Otter 501 is like a doctoral dissertation on otters; kids will learn nonstop facts about the cuddly sea creatures, from their habitats, the history of otter hunting that led to their endangerment, their life cycles, eating, grooming, hunting, mating practices, and more.
The movie's overriding message is environmental: Humans need to take better care of their waterways to preserve ocean life, especially the endangered animals that are losing their way due to pollution and the disruption of their natural habitat. Through Katie, the filmmakers also pose a challenge for viewers to get involved and learn more about otters (in particular) and how they can help the rescue centers (like the Monterey Bay Aquarium) that save and adopt otter orphans.
Positive Role Models
Katie is a committed and selfless animal lover (and marine biologist) who volunteers at the Monterey Bay Aquarium and immerses herself in the aquarium's otter program.
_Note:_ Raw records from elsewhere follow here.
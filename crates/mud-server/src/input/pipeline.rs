// Copyright (C) 2026 The Loom MUD Authors
//
// This program is free software: you can redistribute it and/or modify it under
// the terms of the GNU General Public License as published by the Free Software
// Foundation, version 3.
//
// This program is distributed in the hope that it will be useful, but WITHOUT
// ANY WARRANTY; without even the implied warranty of MERCHANTABILITY or FITNESS
// FOR A PARTICULAR PURPOSE. See the GNU General Public License for more details.
//
// You should have received a copy of the GNU General Public License along with
// this program. If not, see <https://www.gnu.org/licenses/>.
//

//! The per-connection handler chain. Per-byte handlers (protocol-escape, escape-sequence,
//! input-cleanser) run on every byte and can consume it outright; per-line handlers (login-prompt,
//! history, system-command) run once a line is complete and decide whether it ever becomes an
//! `Input` event. Named insertion lets content packs splice in extra stages without forking the
//! whole chain.

use std::collections::HashMap;
use std::time::{Duration, Instant};

use crate::connection::state::History;

/// What a handler decided to do with the byte or line it just saw.
#[derive(Debug, Clone, Copy, PartialEq, Eq)]
pub enum HandlerOutcome {
    /// Let the next handler in the chain see this byte/line.
    Continue,
    /// Fully consumed; no further handler in this chain runs, and (for line handlers) no `Input`
    /// event is produced from it.
    Stop,
}

/// What the pipeline produced after consuming one byte.
pub enum PipelineEvent {
    /// Nothing submission-worthy happened yet (still mid-line, or the byte was pure control).
    None,
    /// A full line was submitted and should become an `Input` event for the scheduler.
    Submit(String),
    /// A full line was submitted but fully absorbed by a line handler (login step, admin
    /// command, etc.) -- never becomes an `Input` event.
    Consumed,
    /// The accumulator (and any echoed text) changed and the caller should re-render the prompt,
    /// e.g. after a backspace or an accepted suggestion.
    Redraw,
}

/// The stage of the pre-login handshake the login-prompt handler is in.
#[derive(Debug, Clone, PartialEq, Eq)]
pub enum LoginStage {
    Username,
    Password { username: String },
    NewAccountConfirm { username: String },
    NewAccountPassword { username: String },
    Email { username: String },
    Done,
}

/// Mutable state threaded through every handler in the chain for one connection. Handlers
/// communicate with each other only through this shared map and the well-known fields, never
/// directly.
pub struct PipelineContext {
    pub accumulator: String,
    pub logged_in: bool,
    pub is_admin: bool,
    pub echo_secret: bool,
    pub suggestion: Option<String>,
    pub login_stage: LoginStage,
    pub history: History,
    pub shared: HashMap<String, String>,
    pub last_submit: Option<Instant>,
    pub min_submit_interval: Duration,
    in_iac: bool,
    in_escape: EscapeState,
}

#[derive(Debug, Clone, Copy, PartialEq, Eq)]
enum EscapeState {
    None,
    SawEsc,
    SawBracket,
}

impl PipelineContext {
    pub fn new(history_capacity: usize, min_submit_interval: Duration) -> Self {
        Self {
            accumulator: String::new(),
            logged_in: false,
            is_admin: false,
            echo_secret: false,
            suggestion: None,
            login_stage: LoginStage::Username,
            history: History::new(history_capacity),
            shared: HashMap::new(),
            last_submit: None,
            min_submit_interval,
            in_iac: false,
            in_escape: EscapeState::None,
        }
    }

    /// Command-flood guard: enforces a minimum interval of `turn_ms` between submitted inputs.
    /// `true` means this submission is too soon and should be dropped rather than queued.
    fn flood_gate(&mut self) -> bool {
        let now = Instant::now();
        let blocked = self.last_submit.map(|t| now.duration_since(t) < self.min_submit_interval).unwrap_or(false);
        if !blocked {
            self.last_submit = Some(now);
        }
        blocked
    }
}

pub trait ByteHandler: Send {
    fn name(&self) -> &'static str;
    fn handle(&mut self, byte: u8, ctx: &mut PipelineContext) -> HandlerOutcome;
}

pub trait LineHandler: Send {
    fn name(&self) -> &'static str;
    fn handle(&mut self, line: &str, ctx: &mut PipelineContext) -> HandlerOutcome;
}

/// The ordered chain for one connection. Line-stream transports install the full eight-stage
/// chain; framed transports skip protocol-escape, escape-sequence, and echo.
pub struct Pipeline {
    byte_handlers: Vec<(&'static str, Box<dyn ByteHandler>)>,
    line_handlers: Vec<(&'static str, Box<dyn LineHandler>)>,
    ctx: PipelineContext,
}

impl Pipeline {
    pub fn new(ctx: PipelineContext) -> Self {
        Self { byte_handlers: Vec::new(), line_handlers: Vec::new(), ctx }
    }

    pub fn push_byte_handler(&mut self, handler: Box<dyn ByteHandler>) {
        self.byte_handlers.push((handler.name(), handler));
    }

    pub fn push_line_handler(&mut self, handler: Box<dyn LineHandler>) {
        self.line_handlers.push((handler.name(), handler));
    }

    /// Inserts a handler immediately after the named predecessor, or at the front if no such
    /// predecessor is registered.
    pub fn insert_line_handler_after(&mut self, predecessor: &'static str, handler: Box<dyn LineHandler>) {
        let pos = self.line_handlers.iter().position(|(name, _)| *name == predecessor).map(|i| i + 1).unwrap_or(0);
        self.line_handlers.insert(pos, (handler.name(), handler));
    }

    pub fn remove_line_handler(&mut self, name: &str) {
        self.line_handlers.retain(|(n, _)| *n != name);
    }

    pub fn ctx(&self) -> &PipelineContext {
        &self.ctx
    }

    pub fn ctx_mut(&mut self) -> &mut PipelineContext {
        &mut self.ctx
    }

    /// Feeds one byte through the per-byte handlers, then -- if it terminates a line -- through
    /// the per-line handlers.
    pub fn feed_byte(&mut self, byte: u8) -> PipelineEvent {
        for (_, handler) in self.byte_handlers.iter_mut() {
            if handler.handle(byte, &mut self.ctx) == HandlerOutcome::Stop {
                return if self.ctx.accumulator.ends_with('\n') {
                    self.finish_line()
                } else {
                    PipelineEvent::Redraw
                };
            }
        }

        if byte == b'\n' {
            return self.finish_line();
        }
        if byte == b'\r' {
            return PipelineEvent::None;
        }
        self.ctx.accumulator.push(byte as char);
        PipelineEvent::Redraw
    }

    fn finish_line(&mut self) -> PipelineEvent {
        let line = std::mem::take(&mut self.ctx.accumulator).trim_end_matches(['\r', '\n']).to_string();
        self.ctx.suggestion = None;

        for (_, handler) in self.line_handlers.iter_mut() {
            if handler.handle(&line, &mut self.ctx) == HandlerOutcome::Stop {
                return PipelineEvent::Consumed;
            }
        }

        if !self.ctx.logged_in {
            return PipelineEvent::Consumed;
        }
        if self.ctx.flood_gate() {
            return PipelineEvent::Consumed;
        }
        PipelineEvent::Submit(line)
    }
}

#[cfg(test)]
mod tests {
    use super::*;
    use crate::input::handlers::{HistoryHandler, InputCleanser};

    fn logged_in_pipeline() -> Pipeline {
        let mut ctx = PipelineContext::new(10, Duration::from_millis(0));
        ctx.logged_in = true;
        let mut pipeline = Pipeline::new(ctx);
        pipeline.push_byte_handler(Box::new(InputCleanser::default()));
        pipeline.push_line_handler(Box::new(HistoryHandler));
        pipeline
    }

    #[test]
    fn a_full_line_submits_once_logged_in() {
        let mut pipeline = logged_in_pipeline();
        let mut last = PipelineEvent::None;
        for byte in b"look\n" {
            last = pipeline.feed_byte(*byte);
        }
        match last {
            PipelineEvent::Submit(line) => assert_eq!(line, "look"),
            _ => panic!("expected a submission"),
        }
    }

    #[test]
    fn lines_before_login_are_consumed_not_submitted() {
        let mut ctx = PipelineContext::new(10, Duration::from_millis(0));
        ctx.logged_in = false;
        let mut pipeline = Pipeline::new(ctx);
        for byte in b"hello\n" {
            let event = pipeline.feed_byte(*byte);
            if byte == &b'\n' {
                assert!(matches!(event, PipelineEvent::Consumed));
            }
        }
    }

    #[test]
    fn submitted_lines_are_recorded_in_history() {
        let mut pipeline = logged_in_pipeline();
        for byte in b"say hi\n" {
            pipeline.feed_byte(*byte);
        }
        assert_eq!(pipeline.ctx_mut().history.older(), Some("say hi"));
    }
}
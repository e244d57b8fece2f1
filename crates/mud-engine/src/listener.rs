// Copyright (C) 2026 The Loom MUD Authors
//
// This program is free software: you can redistribute it and/or modify it under
// the terms of the GNU General Public License as published by the Free Software
// Foundation, version 3.
//
// This program is distributed in the hope that it will be useful, but WITHOUT
// ANY WARRANTY; without even the implied warranty of MERCHANTABILITY or FITNESS
// FOR A PARTICULAR PURPOSE. See the GNU General Public License for more details.
//
// You should have received a copy of the GNU General Public License along with
// this program. If not, see <https://www.gnu.org/licenses/>.
//

use std::collections::HashMap;

use tracing::warn;

use crate::event::{Directive, Event, EventKind};
use crate::world::World;

/// Where in a type's listener chain a subscriber runs. Wildcard and typed listeners are kept in
/// separate buckets but dispatched First -> Normal -> Last within each, wildcard first so
/// cross-cutting concerns (logging, hooks) see the event before type-specific handling.
#[derive(Copy, Clone, Eq, PartialEq, Debug)]
pub enum ListenerPriority {
    First,
    Normal,
    Last,
}

/// A subscriber to one event kind (or every kind, via the wildcard registration). Listeners run
/// on the main worker and must not suspend.
pub trait Listener: Send {
    fn handle(&mut self, event: &Event, world: &mut World) -> Directive;
}

struct Registration {
    priority: ListenerPriority,
    order: u64,
    listener: Box<dyn Listener>,
}

/// Registry of listeners keyed by event kind, plus a wildcard bucket that sees everything.
/// Registration is expected at startup and by dynamic script subscribers; lookups happen every
/// tick, so the per-kind vectors are kept pre-sorted by `(priority, order)`.
#[derive(Default)]
pub struct ListenerRegistry {
    by_kind: HashMap<EventKind, Vec<Registration>>,
    wildcard: Vec<Registration>,
    next_order: u64,
}

impl ListenerRegistry {
    pub fn new() -> Self {
        Self::default()
    }

    pub fn register(&mut self, kind: EventKind, priority: ListenerPriority, listener: Box<dyn Listener>) {
        let order = self.next_order;
        self.next_order += 1;
        let reg = Registration { priority, order, listener };
        let bucket = self.by_kind.entry(kind).or_default();
        bucket.push(reg);
        bucket.sort_by_key(|r| (priority_rank(r.priority), r.order));
    }

    pub fn register_wildcard(&mut self, priority: ListenerPriority, listener: Box<dyn Listener>) {
        let order = self.next_order;
        self.next_order += 1;
        self.wildcard.push(Registration { priority, order, listener });
        self.wildcard.sort_by_key(|r| (priority_rank(r.priority), r.order));
    }

    /// Runs every applicable listener (wildcard first, then typed) for `event` against `world`.
    /// A listener panic or internal error is caught and logged as `Continue`: one faulty
    /// listener must never stop the rest of dispatch. Returns the final
    /// directive: `Cancel`/`CancelAndRequeue` short-circuit the remaining chain.
    pub fn dispatch(&mut self, event: &Event, world: &mut World) -> Directive {
        for reg in self.wildcard.iter_mut() {
            match run_listener_guarded(reg.listener.as_mut(), event, world) {
                Directive::Continue => continue,
                other => return other,
            }
        }
        if let Some(bucket) = self.by_kind.get_mut(&event.kind()) {
            for reg in bucket.iter_mut() {
                match run_listener_guarded(reg.listener.as_mut(), event, world) {
                    Directive::Continue => continue,
                    other => return other,
                }
            }
        }
        Directive::Continue
    }
}

fn priority_rank(p: ListenerPriority) -> u8 {
    match p {
        ListenerPriority::First => 0,
        ListenerPriority::Normal => 1,
        ListenerPriority::Last => 2,
    }
}

fn run_listener_guarded(listener: &mut dyn Listener, event: &Event, world: &mut World) -> Directive {
    match std::panic::catch_unwind(std::panic::AssertUnwindSafe(|| listener.handle(event, world))) {
        Ok(directive) => directive,
        Err(_) => {
            warn!(?event, "listener panicked; treating as Continue");
            Directive::Continue
        }
    }
}

#[cfg(test)]
mod tests {
    use super::*;
    use crate::event::{Actor, EventBody, Priority};
    use crate::world::test_support::empty_world;
    use mud_common::{Turn, UserId};

    struct Counter(std::sync::Arc<std::sync::atomic::AtomicUsize>);
    impl Listener for Counter {
        fn handle(&mut self, _event: &Event, _world: &mut World) -> Directive {
            self.0.fetch_add(1, std::sync::atomic::Ordering::SeqCst);
            Directive::Continue
        }
    }

    struct Canceler;
    impl Listener for Canceler {
        fn handle(&mut self, _event: &Event, _world: &mut World) -> Directive {
            Directive::Cancel
        }
    }

    #[test]
    fn wildcard_runs_before_typed_and_both_run_on_continue() {
        let mut reg = ListenerRegistry::new();
        let count = std::sync::Arc::new(std::sync::atomic::AtomicUsize::new(0));
        reg.register_wildcard(ListenerPriority::Normal, Box::new(Counter(count.clone())));
        reg.register(EventKind::Input, ListenerPriority::Normal, Box::new(Counter(count.clone())));
        let mut world = empty_world();
        let event = Event::new(
            EventBody::Input { actor: Actor::User(UserId(1)), text: "x".into() },
            Priority::INPUT,
            Turn(0),
        );
        reg.dispatch(&event, &mut world);
        assert_eq!(count.load(std::sync::atomic::Ordering::SeqCst), 2);
    }

    #[test]
    fn cancel_stops_remaining_listeners() {
        let mut reg = ListenerRegistry::new();
        let count = std::sync::Arc::new(std::sync::atomic::AtomicUsize::new(0));
        reg.register(EventKind::Input, ListenerPriority::First, Box::new(Canceler));
        reg.register(EventKind::Input, ListenerPriority::Normal, Box::new(Counter(count.clone())));
        let mut world = empty_world();
        let event = Event::new(
            EventBody::Input { actor: Actor::User(UserId(1)), text: "x".into() },
            Priority::INPUT,
            Turn(0),
        );
        let directive = reg.dispatch(&event, &mut world);
        assert_eq!(directive, Directive::Cancel);
        assert_eq!(count.load(std::sync::atomic::Ordering::SeqCst), 0);
    }
}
She explains everything that's going so audiences understand why otters are more than just cute and cuddly.
Violence & Scariness
A dead otter mom is shown in the water with her otter pup clinging to her body. She has a huge gash on her middle, and the scientist explains that she was killed by a shark. Later it's explained that the pup likely won't survive, either, since he was deprived of his mother's milk and warmth for too long. Katie is very sad when she talks about it.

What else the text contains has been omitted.